Which is why we couldn't hold ourselves to offering proper lists and instead include categories that only encompass a single title. A sensational sports tell-all that led to serious reform, a "comeback" novel published before the author turned 30, a cautionary tale about a brand of teenage sex parties that may or may not exist and a book of wacky medical claims that's selling in the millions all seem like singular (if in some cases dubious) accomplishments.

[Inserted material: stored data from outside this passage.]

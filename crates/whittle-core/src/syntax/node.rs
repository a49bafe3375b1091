//! Owned syntax nodes
//!
//! A [`Node`] stores its fields positionally, aligned with the entry for its
//! kind in the shape table ([`super::shape::fields_of`]). Field access by name
//! goes through that table, so the cursor can walk any kind generically.

use super::shape::{Cardinality, fields_of};
use serde::Serialize;
use std::fmt;
use std::sync::atomic::{AtomicU64, Ordering};

static NEXT_NODE_ID: AtomicU64 = AtomicU64::new(1);

/// Process-unique node identity
///
/// Allocated when a node is created. Moving or cloning a node keeps its id;
/// parsing the same text twice yields different ids.
#[derive(Debug, Clone, Copy, PartialEq, Eq, Hash, PartialOrd, Ord, Serialize)]
pub struct NodeId(u64);

impl NodeId {
    pub fn fresh() -> Self {
        Self(NEXT_NODE_ID.fetch_add(1, Ordering::Relaxed))
    }
}

impl fmt::Display for NodeId {
    fn fmt(&self, f: &mut fmt::Formatter<'_>) -> fmt::Result {
        write!(f, "#{}", self.0)
    }
}

/// Kinds of the script language grammar
#[derive(Debug, Clone, Copy, PartialEq, Eq, Hash, Serialize)]
pub enum NodeKind {
    /// Synthetic wrapper holding the top-level statements
    Root,
    FunctionDecl,
    ClassDecl,
    Param,
    Block,
    If,
    While,
    Return,
    Let,
    ExprStmt,
    Nop,
    Call,
    Arg,
    Assign,
    Binary,
    Unary,
    Closure,
    Variable,
    Literal,
    Ident,
}

impl NodeKind {
    /// Kinds that only wrap another node and never stand alone
    pub fn is_wrapper(self) -> bool {
        matches!(self, NodeKind::Arg | NodeKind::ExprStmt)
    }

    /// Kinds whose members must not be hoisted out
    pub fn is_declaration_boundary(self) -> bool {
        matches!(self, NodeKind::ClassDecl)
    }

    pub fn is_expression(self) -> bool {
        matches!(
            self,
            NodeKind::Call
                | NodeKind::Assign
                | NodeKind::Binary
                | NodeKind::Unary
                | NodeKind::Closure
                | NodeKind::Variable
                | NodeKind::Literal
        )
    }
}

impl fmt::Display for NodeKind {
    fn fmt(&self, f: &mut fmt::Formatter<'_>) -> fmt::Result {
        fmt::Debug::fmt(self, f)
    }
}

/// Source attributes of a node
#[derive(Debug, Clone, Copy, Default, PartialEq, Eq, Serialize)]
pub struct Span {
    /// Byte offset of the first token
    pub start: usize,
    /// Byte offset just past the last token
    pub end: usize,
    /// 1-based line of `start`
    pub line: usize,
}

impl Span {
    pub fn new(start: usize, end: usize, line: usize) -> Self {
        Self { start, end, line }
    }

    /// Span from the start of `self` to the end of `other`
    pub fn to(self, other: Span) -> Span {
        Span {
            start: self.start,
            end: other.end,
            line: self.line,
        }
    }
}

/// Value held by one structural field
#[derive(Debug, Clone, PartialEq)]
pub enum Field {
    Single(Option<Box<Node>>),
    List(Vec<Node>),
    Leaf(String),
}

impl Field {
    pub fn node(node: Node) -> Self {
        Field::Single(Some(Box::new(node)))
    }

    pub fn optional(node: Option<Node>) -> Self {
        Field::Single(node.map(Box::new))
    }

    pub fn leaf(value: impl Into<String>) -> Self {
        Field::Leaf(value.into())
    }

    /// First child node this field holds, if any
    pub fn first_node(&self) -> Option<&Node> {
        match self {
            Field::Single(node) => node.as_deref(),
            Field::List(nodes) => nodes.first(),
            Field::Leaf(_) => None,
        }
    }

    pub fn is_list(&self) -> bool {
        matches!(self, Field::List(_))
    }
}

/// One syntax node
#[derive(Debug, Clone, PartialEq)]
pub struct Node {
    id: NodeId,
    kind: NodeKind,
    span: Span,
    fields: Vec<Field>,
}

impl Node {
    /// Build a node from fields given in shape-table order
    ///
    /// Missing trailing fields are filled with empty values of the declared
    /// cardinality.
    pub fn from_parts(kind: NodeKind, span: Span, mut fields: Vec<Field>) -> Self {
        let shape = fields_of(kind);
        debug_assert!(
            fields.len() <= shape.len(),
            "{kind} takes {} fields, got {}",
            shape.len(),
            fields.len()
        );
        for field in &shape[fields.len()..] {
            fields.push(match field.cardinality {
                Cardinality::List => Field::List(Vec::new()),
                Cardinality::Leaf => Field::Leaf(String::new()),
                Cardinality::Optional | Cardinality::Required => Field::Single(None),
            });
        }
        Self {
            id: NodeId::fresh(),
            kind,
            span,
            fields,
        }
    }

    /// No-op placeholder occupying a mandatory slot
    pub fn nop(span: Span) -> Self {
        Self::from_parts(NodeKind::Nop, span, Vec::new())
    }

    pub fn root(stmts: Vec<Node>) -> Self {
        let span = match (stmts.first(), stmts.last()) {
            (Some(first), Some(last)) => first.span.to(last.span),
            _ => Span::default(),
        };
        Self::from_parts(NodeKind::Root, span, vec![Field::List(stmts)])
    }

    pub fn id(&self) -> NodeId {
        self.id
    }

    pub fn kind(&self) -> NodeKind {
        self.kind
    }

    pub fn span(&self) -> Span {
        self.span
    }

    pub fn fields(&self) -> &[Field] {
        &self.fields
    }

    pub fn into_fields(self) -> Vec<Field> {
        self.fields
    }

    fn position(&self, name: &str) -> Option<usize> {
        fields_of(self.kind).iter().position(|f| f.name == name)
    }

    /// Field by name, `None` when the kind has no such field
    pub fn field(&self, name: &str) -> Option<&Field> {
        self.position(name).map(|i| &self.fields[i])
    }

    pub fn field_mut(&mut self, name: &str) -> Option<&mut Field> {
        self.position(name).map(move |i| &mut self.fields[i])
    }

    /// Child held by a single-valued field
    pub fn child(&self, name: &str) -> Option<&Node> {
        match self.field(name)? {
            Field::Single(node) => node.as_deref(),
            _ => None,
        }
    }

    /// Elements of a list field, empty for any other field
    pub fn list(&self, name: &str) -> &[Node] {
        match self.field(name) {
            Some(Field::List(nodes)) => nodes,
            _ => &[],
        }
    }

    /// Text of a leaf field, empty for any other field
    pub fn leaf(&self, name: &str) -> &str {
        match self.field(name) {
            Some(Field::Leaf(value)) => value,
            _ => "",
        }
    }

    /// Name carried by `Ident`, `Variable`, `Param` and named declarations
    pub fn name(&self) -> Option<&str> {
        match self.kind {
            NodeKind::Ident | NodeKind::Variable => Some(self.leaf("name")),
            NodeKind::Param
            | NodeKind::FunctionDecl
            | NodeKind::ClassDecl
            | NodeKind::Let
            | NodeKind::Call => {
                let field = if self.kind == NodeKind::Call {
                    "callee"
                } else {
                    "name"
                };
                self.child(field).and_then(Node::name)
            }
            _ => None,
        }
    }

    /// Direct child nodes in field order
    pub fn children(&self) -> impl Iterator<Item = &Node> {
        self.fields.iter().flat_map(|field| {
            let (single, list): (Option<&Node>, &[Node]) = match field {
                Field::Single(node) => (node.as_deref(), &[]),
                Field::List(nodes) => (None, nodes.as_slice()),
                Field::Leaf(_) => (None, &[]),
            };
            single.into_iter().chain(list.iter())
        })
    }

    /// Recursive pre-order visit of this node and its descendants
    pub fn visit_preorder<'a>(&'a self, visit: &mut impl FnMut(&'a Node)) {
        visit(self);
        for child in self.children() {
            child.visit_preorder(visit);
        }
    }
}

#[cfg(test)]
mod tests {
    use super::*;

    fn ident(name: &str) -> Node {
        Node::from_parts(NodeKind::Ident, Span::default(), vec![Field::leaf(name)])
    }

    #[test]
    fn from_parts_fills_missing_fields() {
        let ret = Node::from_parts(NodeKind::Return, Span::default(), Vec::new());
        assert_eq!(ret.fields(), &[Field::Single(None)]);

        let decl = Node::from_parts(
            NodeKind::FunctionDecl,
            Span::default(),
            vec![Field::node(ident("f"))],
        );
        assert_eq!(decl.fields().len(), 3);
        assert!(decl.list("params").is_empty());
        assert_eq!(decl.name(), Some("f"));
    }

    #[test]
    fn ids_survive_clone_but_not_rebuild() {
        let a = ident("a");
        let b = a.clone();
        assert_eq!(a.id(), b.id());
        assert_ne!(a.id(), ident("a").id());
    }

    #[test]
    fn unknown_field_is_none() {
        let nop = Node::nop(Span::default());
        assert!(nop.field("stmts").is_none());
        assert!(nop.list("stmts").is_empty());
    }
}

For a list ofPW's picks for the best children's books of the year, go to www.publishersweekly.com/bestchildrensbooks2005.
For a list of the best comics titles of the year, go to www.publishersweekly.com/bestcomics2005.


Most Anticipated
Saturday, Ian McEwan (Doubleday)
Post-9/11 novel, set in London, lives up to expectations raised sky high by Atonement.
Extremely Loud and Incredibly Close, Jonathan Safran Foer (Houghton Mifflin)
Everything Is Illuminated writer proves he's no one-hit wunderkind—but some found it too cute by half.

The Rabbi's Cat, Joann Sfar (Pantheon)
Wildly popular French graphic novelist has been little published in U.S. until now.

Specimen Days, Michael Cunningham (FSG)
After Virginia Woolf made him a star in The Hours, Cunningham turned to Walt Whitman for inspiration, with rather disastrous results, according to some.

The City of Falling Angels, John Berendt (Penguin Press)
Midnight in the Garden of Good and Evilfans waited 10 years for author's second book. Worth it?

Harry Potter and the Half-Blood Prince,J.K. Rowling (Scholastic)
For millions of Potter fans, it only seemed like a 10-year wait.

Pop Culture Run Amok
Scott Pilgrim vs. The World, Bryan Lee O'Malley (Oni Press)
X-man meets Archie meets manga in a comic book filled with video games, alt-rock bands and kung-fu fighting.

Review-proof

Until I Find You, John Irving (Random)
One critic pleaded, "make it stop," but Irving fans kept buying.

Eldest, Christopher Paolini (Knopf)
Some reviewers notoriously couldn't stand it; readers can't get enough of this sales-record-breaking sequel.

Comeback of the Year
On Beauty, Zadie Smith (Penguin Press)
Her second novel disappointed, but Smith's getting raves again for this Howard's End remake.

Old Lions Roar
The March, E.L. Doctorow (Random)
Doctorow's imagining of Sherman's army makes for a Civil War Canterbury Tales.
Memories of My Melancholy Whores,Gabriel García Márquez (Knopf)
A man on the cusp of turning 90 reflects on his loveless life.

Shalimar the Clown, Salman Rushdie (Random)
A parable showing the violent effects when cultures clash.

Missing Mom, Joyce Carol Oates (Ecco)
Upstate family copes after one of their own is murdered.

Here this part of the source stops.